With respect I really do think you should re examine your article. Take a look at the ever rising demand and price of Li worldwide or you might be embarrassed in the not too distant future. It’s not just about
the huge growth in EV’s or Tesla. take a look at grid/home storage and China who are going to demand huge quantities to name just a few. DYOR
Thank you for the critical commentary John. Show us a way to invest in lithium and we’ll place a bet alongside you. It’s not that we don’t believe lithium has potential, it’s just that there doesn’t seem to be a pure-play way to invest in lithium at the moment! Buying all three lithium mining stocks that dominate 90% of the market with no more than 11% of revenues coming from lithium means you are placing 90% of your bets in everything but lithium.
A quick look at Australia show about 7 lithium mines, with two heading up.
Hi Steve. I’m from Australia. Which two are they? Kind regards Bosko
Pure play Battery grade lithium: Orocobre
De-bottle necking plant continuing and output continues growth toward break even and nameplate, the former helped by significant rises in prices globally for Lithium.
Huge measured resource base And in pond reserves, significant recent reduction in sovereign risk with new pro-investment and mining new government as well as improvement in monetary policy which has significantly reduced local costs and removed various financial impediments that improve foreign investment opportunity.
Ok it dabbles on the side in Borax due to purchase and relocation of an old RIO asset… But by enlarge coming online as we speak with low cost 17000 tpa Lithium mine.
Price has risen rapidly with all the above factors and has recovered a lot of ground lost due to early days in bringing production on line ( Li is everywhere but bloody hard and expensive to recover) . 70+% SP increase alone since early December on good volume.
Assuming production continues to grow to nameplate ( and appreciating all mining operations have risks on that front), Orocobre set to be 4th global Lithium player at a time of increased demand and prices
What is your learned opinion on this Argentinian based Aussie miner… Oops industrial chemicals company?
Disclosure: am a shareholder
In Australia these Lithium stocks have returned 100%-300% in just 6 months at a time when the general market is falling, ASX ( Australian Stock Exchange) codes – LIT , PLS, GXY . NMT is up 500% and EMH up 400% . Seems a junior miner is a good bet.
According to evidence seen by me, each battery contains several times more graphite in it, than Lithium.
Suggesting that graphite miners might be a better bet. In North America, the best option seems to be Northern Graphite, (NGC) who have a huge area to explore in Quebec, which by all accounts, is a huge resource of large flake graphite, which apparently commands a premium with certain companies.

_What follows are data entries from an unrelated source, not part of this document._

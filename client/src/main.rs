use clap::Parser;
use client::game::{Frame, SharedFrame};
use client::input::{forward_keys, Input};
use client::network::{receive_frames, send_move, ClientError, Connection};
use client::rendering::{Renderer, TerminalGuard};
use log::{info, warn};
use shared::{Arena, Mode, DEFAULT_PORT};
use std::io;
use std::time::Duration;
use tokio::net::tcp::OwnedWriteHalf;
use tokio::sync::mpsc;
use tokio::task::JoinHandle;
use tokio::time::interval;

#[derive(Parser, Debug)]
#[command(author, version, about, long_about = None)]
struct Args {
    /// Server host to connect to
    #[arg(short, long, default_value = "localhost")]
    addr: String,

    /// Server port
    #[arg(short, long, default_value_t = DEFAULT_PORT)]
    port: u16,

    /// Game mode: default, fast or double
    #[arg(short, long, default_value = "default")]
    mode: String,
}

#[tokio::main]
async fn main() -> Result<(), Box<dyn std::error::Error>> {
    // Anything louder than warn would scribble over the arena.
    env_logger::Builder::from_env(env_logger::Env::default().default_filter_or("warn")).init();

    let args = Args::parse();
    let mode = Mode::from_token(&args.mode);
    let server = format!("{}:{}", args.addr, args.port);
    info!("Connecting to {} for a {} game", server, mode);

    let Connection { reader, mut writer } = Connection::open(&server, mode).await?;
    let frame = Frame::shared();
    let mut receiver = tokio::spawn(receive_frames(reader, frame.clone()));
    let renderer = Renderer::new(Arena::STANDARD);

    let result = match TerminalGuard::enter() {
        Ok(_terminal) => play(&renderer, &frame, &mut receiver, &mut writer).await,
        Err(e) => Err(e.into()),
    };
    receiver.abort();

    let snapshot = frame.read().await.clone();
    print!("{}", renderer.render(&snapshot));
    result
}

/// Runs the screen until the player quits. Arrow keys or `w`/`a`/`s`/`d`
/// move; `q`, Esc or Ctrl-C quit. The last frame stays up after the match.
async fn play(
    renderer: &Renderer,
    frame: &SharedFrame,
    receiver: &mut JoinHandle<Result<(), ClientError>>,
    writer: &mut OwnedWriteHalf,
) -> Result<(), Box<dyn std::error::Error>> {
    let (key_sender, mut keys) = mpsc::unbounded_channel();
    let key_reader = tokio::task::spawn_blocking(move || forward_keys(key_sender));

    let mut redraw = interval(Duration::from_millis(50));
    let mut stdout = io::stdout();
    let mut receiving = true;

    let outcome: Result<(), Box<dyn std::error::Error>> = loop {
        tokio::select! {
            _ = redraw.tick() => {
                let snapshot = frame.read().await.clone();
                if let Err(e) = renderer.draw(&mut stdout, &snapshot) {
                    break Err(e.into());
                }
            }
            key = keys.recv() => match key {
                Some(Input::Move(direction)) => {
                    if frame.read().await.is_over() {
                        continue;
                    }
                    if let Err(e) = send_move(writer, direction).await {
                        warn!("{}", e);
                        frame.write().await.disconnect();
                    }
                }
                Some(Input::Quit) | None => break Ok(()),
            },
            joined = &mut *receiver, if receiving => {
                receiving = false;
                if let Ok(Err(e)) = joined {
                    warn!("{}", e);
                }
            }
        }
    };

    drop(keys);
    key_reader.await??;
    outcome
}
use crate::config::ConfigError;
use std::io;
use thiserror::Error;

/// Why a match ended without reaching `win` or `lose`.
///
/// Every variant is a disconnect: the match is over and nothing more is
/// written to the peer.
#[derive(Debug, Error)]
pub enum MatchError {
    #[error("failed to read handshake: {0}")]
    HandshakeRead(#[source] io::Error),
    #[error("connection closed before the handshake")]
    HandshakeClosed,
    #[error("failed to read command: {0}")]
    CommandRead(#[source] io::Error),
    #[error("command reader stopped unexpectedly")]
    CommandStreamClosed,
    #[error("failed to write to peer: {0}")]
    StateWrite(#[source] io::Error),
}

#[derive(Debug, Error)]
pub enum ServerError {
    #[error("failed to bind {addr}: {source}")]
    Bind {
        addr: String,
        #[source]
        source: io::Error,
    },
    #[error(transparent)]
    Config(#[from] ConfigError),
}
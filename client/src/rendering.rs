use crate::game::{Frame, Status};
use crossterm::terminal::{self, ClearType};
use crossterm::{cursor, execute, queue, style};
use shared::Arena;
use std::fmt::Write as _;
use std::io::{self, Write};

/// Raw mode plus the alternate screen for as long as it lives. Dropping it
/// puts the terminal back, also when unwinding from a panic.
pub struct TerminalGuard;

impl TerminalGuard {
    pub fn enter() -> io::Result<Self> {
        terminal::enable_raw_mode()?;
        if let Err(e) = execute!(io::stdout(), terminal::EnterAlternateScreen, cursor::Hide) {
            let _ = terminal::disable_raw_mode();
            return Err(e);
        }
        Ok(TerminalGuard)
    }
}

impl Drop for TerminalGuard {
    fn drop(&mut self) {
        let _ = execute!(io::stdout(), cursor::Show, terminal::LeaveAlternateScreen);
        let _ = terminal::disable_raw_mode();
    }
}

/// Draws frames as plain text for an arena of known size.
pub struct Renderer {
    arena: Arena,
}

impl Renderer {
    pub fn new(arena: Arena) -> Self {
        Self { arena }
    }

    /// Redraws the whole screen from the top left corner. Lines are ended
    /// with cursor moves since raw mode does not translate `\n`.
    pub fn draw<W: Write>(&self, out: &mut W, frame: &Frame) -> io::Result<()> {
        queue!(out, cursor::MoveTo(0, 0), terminal::Clear(ClearType::All))?;
        for line in self.render(frame).lines() {
            queue!(out, style::Print(line), cursor::MoveToNextLine(1))?;
        }
        out.flush()
    }

    pub fn render(&self, frame: &Frame) -> String {
        let mut out = String::new();
        for row in self.board(frame) {
            out.extend(row);
            out.push('\n');
        }
        let _ = writeln!(out, "time: {:2}", frame.state.countdown);

        if let Some(message) = end_message(&frame.status) {
            let _ = writeln!(out, "+------------+");
            let _ = writeln!(out, "|{}|", message);
            let _ = writeln!(out, "+------------+");
        }
        if let Status::Won {
            reward: Some(reward),
        } = &frame.status
        {
            let _ = writeln!(out, "{}", reward);
        }
        out
    }

    fn board(&self, frame: &Frame) -> Vec<Vec<char>> {
        let width = self.arena.width as usize;
        let height = self.arena.height as usize;
        let mut board = vec![vec![' '; width + 1]; height + 1];
        let state = &frame.state;

        for offset in 0..self.arena.paddle_width as i64 {
            let x = state.horizontal + offset;
            put(&mut board, x, 0, '-');
            put(&mut board, x, height as i64 - 1, '-');
        }

        for offset in 0..self.arena.paddle_height as i64 {
            let y = state.vertical + offset;
            for x in [0, width as i64 - 1] {
                let mark = match cell(&board, x, y) {
                    Some('-') => '+',
                    _ => '|',
                };
                put(&mut board, x, y, mark);
            }
        }

        for (&x, &y) in state.ball_x.iter().zip(&state.ball_y) {
            put(&mut board, x, y, '#');
        }
        board
    }
}

fn cell(board: &[Vec<char>], x: i64, y: i64) -> Option<char> {
    let row = board.get(usize::try_from(y).ok()?)?;
    row.get(usize::try_from(x).ok()?).copied()
}

// Values outside the board are dropped; the server may report a ball that has
// already left.
fn put(board: &mut [Vec<char>], x: i64, y: i64, mark: char) {
    let (Ok(x), Ok(y)) = (usize::try_from(x), usize::try_from(y)) else {
        return;
    };
    if let Some(slot) = board.get_mut(y).and_then(|row| row.get_mut(x)) {
        *slot = mark;
    }
}

fn end_message(status: &Status) -> Option<&'static str> {
    match status {
        Status::Playing => None,
        Status::Won { .. } => Some("  You win!  "),
        Status::Lost => Some(" You lose!  "),
        Status::Disconnected => Some("Disconnected"),
    }
}
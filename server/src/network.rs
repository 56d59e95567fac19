//! TCP listener that hands every accepted connection its own match

use crate::config::Config;
use crate::error::ServerError;
use crate::session::run_match;
use log::{error, info, warn};
use std::io;
use std::net::SocketAddr;
use std::sync::Arc;
use std::time::Duration;
use tokio::net::{TcpListener, TcpStream};

/// Game server accepting one match per connection
pub struct Server {
    listener: TcpListener,
    config: Arc<Config>,
}

impl Server {
    pub async fn bind(config: Config) -> Result<Self, ServerError> {
        config.validate()?;

        let addr = config.listen_addr();
        let listener = TcpListener::bind(&addr)
            .await
            .map_err(|source| ServerError::Bind {
                addr: addr.clone(),
                source,
            })?;
        info!("Start listening game on {}", addr);

        Ok(Server {
            listener,
            config: Arc::new(config),
        })
    }

    pub fn local_addr(&self) -> io::Result<SocketAddr> {
        self.listener.local_addr()
    }

    /// Accepts connections until the task is dropped. A failed accept is
    /// logged and the loop carries on.
    pub async fn run(&self) {
        loop {
            match self.listener.accept().await {
                Ok((stream, peer)) => {
                    let config = Arc::clone(&self.config);
                    tokio::spawn(handle_connection(stream, peer, config));
                }
                Err(e) => {
                    error!("Error on accept game: {}", e);
                    tokio::time::sleep(Duration::from_millis(10)).await;
                }
            }
        }
    }
}

async fn handle_connection(stream: TcpStream, peer: SocketAddr, config: Arc<Config>) {
    if let Err(e) = stream.set_nodelay(true) {
        warn!("Failed to set TCP_NODELAY for {}: {}", peer, e);
    }

    match run_match(stream, peer, &config).await {
        Ok(result) => info!("End game, remote = {}, result = {:?}", peer, result),
        Err(e) => info!("End game, remote = {}, disconnected: {}", peer, e),
    }
}
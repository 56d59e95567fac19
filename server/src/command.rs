//! Player command intake.
//!
//! A reader task parses `Move:` lines off the connection and drops the
//! direction into a single shared slot. The match loop empties the slot once
//! per tick, so only the most recent command before a tick is applied.

use log::{debug, trace};
use shared::protocol::parse_command;
use shared::Direction;
use std::io;
use std::sync::atomic::{AtomicU8, Ordering};
use std::sync::Arc;
use tokio::io::{AsyncBufRead, AsyncBufReadExt};

const EMPTY: u8 = 0;

fn encode(direction: Direction) -> u8 {
    match direction {
        Direction::Up => 1,
        Direction::Down => 2,
        Direction::Left => 3,
        Direction::Right => 4,
    }
}

fn decode(code: u8) -> Option<Direction> {
    match code {
        1 => Some(Direction::Up),
        2 => Some(Direction::Down),
        3 => Some(Direction::Left),
        4 => Some(Direction::Right),
        _ => None,
    }
}

/// Single-slot, last-write-wins command shared by the reader and the loop.
#[derive(Debug, Clone, Default)]
pub struct PendingCommand {
    slot: Arc<AtomicU8>,
}

impl PendingCommand {
    pub fn new() -> Self {
        Self::default()
    }

    /// Replaces whatever command is waiting.
    pub fn store(&self, direction: Direction) {
        self.slot.store(encode(direction), Ordering::Release);
    }

    /// Takes the waiting command and leaves the slot empty.
    pub fn take(&self) -> Option<Direction> {
        decode(self.slot.swap(EMPTY, Ordering::AcqRel))
    }
}

/// Reads command lines until the connection fails.
///
/// Returns `Ok(())` when the peer closes its side and the read error
/// otherwise. Malformed lines are never rejected; they parse as `Right`.
pub async fn ingest_commands<R>(mut reader: R, pending: PendingCommand) -> io::Result<()>
where
    R: AsyncBufRead + Unpin,
{
    let mut line = String::new();
    loop {
        line.clear();
        match reader.read_line(&mut line).await {
            Ok(0) => {
                debug!("Command stream reached end of file");
                return Ok(());
            }
            Ok(_) => {
                let direction = parse_command(&line);
                trace!("Command {:?} -> {}", line.trim_end(), direction);
                pending.store(direction);
            }
            Err(e) => {
                debug!("Command stream failed: {}", e);
                return Err(e);
            }
        }
    }
}

#[cfg(test)]
mod tests {
    use super::*;
    use tokio::io::BufReader;

    #[test]
    fn test_empty_slot() {
        let pending = PendingCommand::new();
        assert_eq!(pending.take(), None);
    }

    #[test]
    fn test_last_write_wins() {
        let pending = PendingCommand::new();
        pending.store(Direction::Up);
        pending.store(Direction::Left);
        assert_eq!(pending.take(), Some(Direction::Left));
    }

    #[test]
    fn test_take_resets_slot() {
        let pending = PendingCommand::new();
        pending.store(Direction::Down);
        assert_eq!(pending.take(), Some(Direction::Down));
        assert_eq!(pending.take(), None);
    }

    #[test]
    fn test_clones_share_the_slot() {
        let pending = PendingCommand::new();
        let writer = pending.clone();
        writer.store(Direction::Right);
        assert_eq!(pending.take(), Some(Direction::Right));
        assert_eq!(writer.take(), None);
    }

    #[test]
    fn test_code_roundtrip() {
        for direction in Direction::ALL {
            assert_eq!(decode(encode(direction)), Some(direction));
        }
        assert_eq!(decode(EMPTY), None);
        assert_eq!(decode(200), None);
    }

    #[tokio::test]
    async fn test_ingest_keeps_latest_command() {
        let input: &[u8] = b"Move: up\nMove: down\nMove: left\n";
        let pending = PendingCommand::new();

        let result = ingest_commands(BufReader::new(input), pending.clone()).await;

        assert!(result.is_ok());
        assert_eq!(pending.take(), Some(Direction::Left));
    }

    #[tokio::test]
    async fn test_ingest_defaults_unknown_text_to_right() {
        let input: &[u8] = b"Move: up\nhello there\n";
        let pending = PendingCommand::new();

        ingest_commands(BufReader::new(input), pending.clone())
            .await
            .unwrap();

        assert_eq!(pending.take(), Some(Direction::Right));
    }

    #[tokio::test]
    async fn test_ingest_reports_read_errors() {
        let mock = tokio_test::io::Builder::new()
            .read(b"Move: down\n")
            .read_error(io::Error::new(io::ErrorKind::ConnectionReset, "reset"))
            .build();
        let pending = PendingCommand::new();

        let result = ingest_commands(BufReader::new(mock), pending.clone()).await;

        assert_eq!(
            result.unwrap_err().kind(),
            io::ErrorKind::ConnectionReset
        );
        assert_eq!(pending.take(), Some(Direction::Down));
    }
}
//! The client's view of the match: the last full frame plus how it ended.

use log::debug;
use shared::{ServerMessage, StateFrame};
use std::sync::Arc;
use tokio::sync::RwLock;

#[derive(Debug, Clone, PartialEq, Eq)]
pub enum Status {
    Playing,
    Won { reward: Option<String> },
    Lost,
    Disconnected,
}

/// Latest frame received from the server.
///
/// Only the network reader writes it; the renderer works from a clone.
#[derive(Debug, Clone, PartialEq, Eq)]
pub struct Frame {
    pub state: StateFrame,
    pub status: Status,
    pub frames_received: u64,
}

pub type SharedFrame = Arc<RwLock<Frame>>;

impl Default for Frame {
    fn default() -> Self {
        Self {
            state: StateFrame::default(),
            status: Status::Playing,
            frames_received: 0,
        }
    }
}

impl Frame {
    pub fn shared() -> SharedFrame {
        Arc::new(RwLock::new(Frame::default()))
    }

    pub fn is_over(&self) -> bool {
        self.status != Status::Playing
    }

    /// Applies a decoded message. Once the match is over the frame is frozen.
    pub fn apply(&mut self, message: ServerMessage) {
        if self.is_over() {
            debug!("Ignoring {:?} after the match ended", message);
            return;
        }

        match message {
            ServerMessage::State(state) => {
                self.state = state;
                self.frames_received += 1;
            }
            ServerMessage::Win { reward } => self.status = Status::Won { reward },
            ServerMessage::Lose => self.status = Status::Lost,
            ServerMessage::SecretRequest => {}
        }
    }

    /// Marks the connection as gone, unless a result already arrived.
    pub fn disconnect(&mut self) {
        if !self.is_over() {
            self.status = Status::Disconnected;
        }
    }
}

#[cfg(test)]
mod tests {
    use super::*;

    fn state(countdown: i64) -> StateFrame {
        StateFrame {
            horizontal: 17,
            vertical: 8,
            ball_x: vec![18],
            ball_y: vec![9],
            countdown,
        }
    }

    #[test]
    fn test_state_replaces_previous_frame() {
        let mut frame = Frame::default();
        frame.apply(ServerMessage::State(state(59)));
        frame.apply(ServerMessage::State(state(58)));

        assert_eq!(frame.state.countdown, 58);
        assert_eq!(frame.frames_received, 2);
        assert_eq!(frame.status, Status::Playing);
    }

    #[test]
    fn test_win_freezes_frame() {
        let mut frame = Frame::default();
        frame.apply(ServerMessage::State(state(1)));
        frame.apply(ServerMessage::Win {
            reward: Some("token".to_string()),
        });
        frame.apply(ServerMessage::State(state(0)));
        frame.disconnect();

        assert_eq!(
            frame.status,
            Status::Won {
                reward: Some("token".to_string())
            }
        );
        assert_eq!(frame.state.countdown, 1);
    }

    #[test]
    fn test_secret_request_changes_nothing() {
        let mut frame = Frame::default();
        frame.apply(ServerMessage::SecretRequest);
        assert_eq!(frame, Frame::default());
    }

    #[test]
    fn test_disconnect_while_playing() {
        let mut frame = Frame::default();
        frame.disconnect();
        assert_eq!(frame.status, Status::Disconnected);
        assert!(frame.is_over());
    }

    #[tokio::test]
    async fn test_shared_frame_snapshot() {
        let shared = Frame::shared();
        shared.write().await.apply(ServerMessage::Lose);

        let snapshot = shared.read().await.clone();
        assert_eq!(snapshot.status, Status::Lost);
    }
}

Anyone who is interested would be well advised to do LOTS of research first. That said, graphite might become a critical element in the revolution taking place in graphene production too… And they’re already making great strides in finding new uses for the substance. – Expect it to appear in cars, planes, and trains before too much longer.
While I agree the Tesla story would make one consider investing in Lithium the real story is NOT Tesla at all. The REAL story is the widespread adoption of driverless electric vehicles. This trend is as unstoppable as personal computers in the 1980’s …. it is coming and faster than you think. The power source is Lithium Ion batteries. So yes Tesla demand will whet ones appetite for Lithium but the real kicker will come when Toyota, Ford, General Motors, BMW are making electric vehicles as their mainstream product. Tesla is a very small player in the automotive market. If this small player can create speculation about lithium demand just wait until every vehicle in the world is using them.
In Ontario, Canada the Government is pushing hard to reduce Provincial greenhouse emissions. It has already phased out coal as a source of energy for power plants. We have burnt our last lump of coal in Ontario. The next step is electrification of railway transport and electric vehicles.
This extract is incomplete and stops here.